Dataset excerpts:
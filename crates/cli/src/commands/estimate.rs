use std::fs;
use std::io::{self, Read};
use std::path::{Path, PathBuf};

use anyhow::{Context, Result};
use clap::Args;
use estimator_core::{EstimateRequest, MultiplierCategory, PricingDocument, PricingEngine};

use crate::commands::{load_settings, CommandResult, EXIT_CONFIG, EXIT_FAILURE, EXIT_INPUT};

const COMMAND: &str = "estimate";

#[derive(Args, Clone, Debug, Default)]
pub struct EstimateArgs {
    #[arg(long, value_name = "FILE", help = "JSON estimate request, or `-` to read stdin")]
    pub request: Option<PathBuf>,
    #[arg(long, value_name = "FILE", help = "Pricing document (.toml or .json)")]
    pub pricing: Option<PathBuf>,
    #[arg(long)]
    pub project_type: Option<String>,
    #[arg(long = "feature", value_name = "KEY")]
    pub features: Vec<String>,
    #[arg(long)]
    pub bundles: Option<i64>,
    #[arg(long)]
    pub complexity: Option<String>,
    #[arg(long)]
    pub risk: Option<String>,
    #[arg(long)]
    pub speed: Option<String>,
    #[arg(long)]
    pub discovery: Option<String>,
    #[arg(long)]
    pub support: Option<String>,
    #[arg(long)]
    pub compliance: Option<String>,
    #[arg(long)]
    pub real_time: Option<String>,
}

pub fn run(args: EstimateArgs) -> CommandResult {
    let config = match load_settings(args.pricing.clone()) {
        Ok(config) => config,
        Err(message) => {
            return CommandResult::failure(COMMAND, "config_validation", message, EXIT_CONFIG)
        }
    };

    let document = match PricingDocument::load(&config.pricing.path) {
        Ok(document) => document,
        Err(error) => return CommandResult::from_document_error(COMMAND, &error),
    };

    let engine = match PricingEngine::new(&document) {
        Ok(engine) => engine,
        Err(error) => return CommandResult::from_configuration_error(COMMAND, &error),
    };

    let request = match build_request(&args) {
        Ok(request) => request,
        Err(error) if error.downcast_ref::<io::Error>().is_some() => {
            return CommandResult::failure(COMMAND, "io", format!("{error:#}"), EXIT_FAILURE)
        }
        Err(error) => {
            return CommandResult::failure(
                COMMAND,
                "input_validation",
                format!("{error:#}"),
                EXIT_INPUT,
            )
        }
    };

    match engine.evaluate(&request) {
        Ok(estimate) => match serde_json::to_string_pretty(&estimate) {
            Ok(output) => CommandResult { exit_code: 0, output },
            Err(error) => CommandResult::failure(
                COMMAND,
                "serialization",
                format!("failed to render estimate: {error}"),
                EXIT_FAILURE,
            ),
        },
        Err(error) => CommandResult::from_estimate_error(COMMAND, &error),
    }
}

/// The request file (if any) with individual flags layered on top.
pub fn build_request(args: &EstimateArgs) -> Result<EstimateRequest> {
    let mut request = match args.request.as_deref() {
        Some(source) => read_request(source)?,
        None => EstimateRequest::default(),
    };

    if let Some(project_type) = &args.project_type {
        request.project_type = Some(project_type.clone());
    }
    request.features.extend(args.features.iter().cloned());
    if let Some(bundles) = args.bundles {
        request.bundles = Some(bundles);
    }

    let choices = [
        (MultiplierCategory::Complexity, &args.complexity),
        (MultiplierCategory::Risk, &args.risk),
        (MultiplierCategory::Speed, &args.speed),
        (MultiplierCategory::Discovery, &args.discovery),
        (MultiplierCategory::Support, &args.support),
        (MultiplierCategory::Compliance, &args.compliance),
        (MultiplierCategory::RealTime, &args.real_time),
    ];
    for (category, option) in choices {
        if let Some(option) = option {
            request = request.with_choice(category, option.clone());
        }
    }

    Ok(request)
}

fn read_request(source: &Path) -> Result<EstimateRequest> {
    let raw = if source == Path::new("-") {
        let mut raw = String::new();
        io::stdin().read_to_string(&mut raw).context("failed to read request from stdin")?;
        raw
    } else {
        fs::read_to_string(source)
            .with_context(|| format!("failed to read request file `{}`", source.display()))?
    };

    serde_json::from_str(&raw).context("request is not a valid estimate request JSON document")
}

What you will do: Note every line of the entries in which "EstimateRequest" appears, and copy it down.

Answer to the exercise:
use estimator_core::{EstimateRequest, MultiplierCategory, PricingDocument, PricingEngine};
pub fn build_request(args: &EstimateArgs) -> Result<EstimateRequest> {
        None => EstimateRequest::default(),
fn read_request(source: &Path) -> Result<EstimateRequest> {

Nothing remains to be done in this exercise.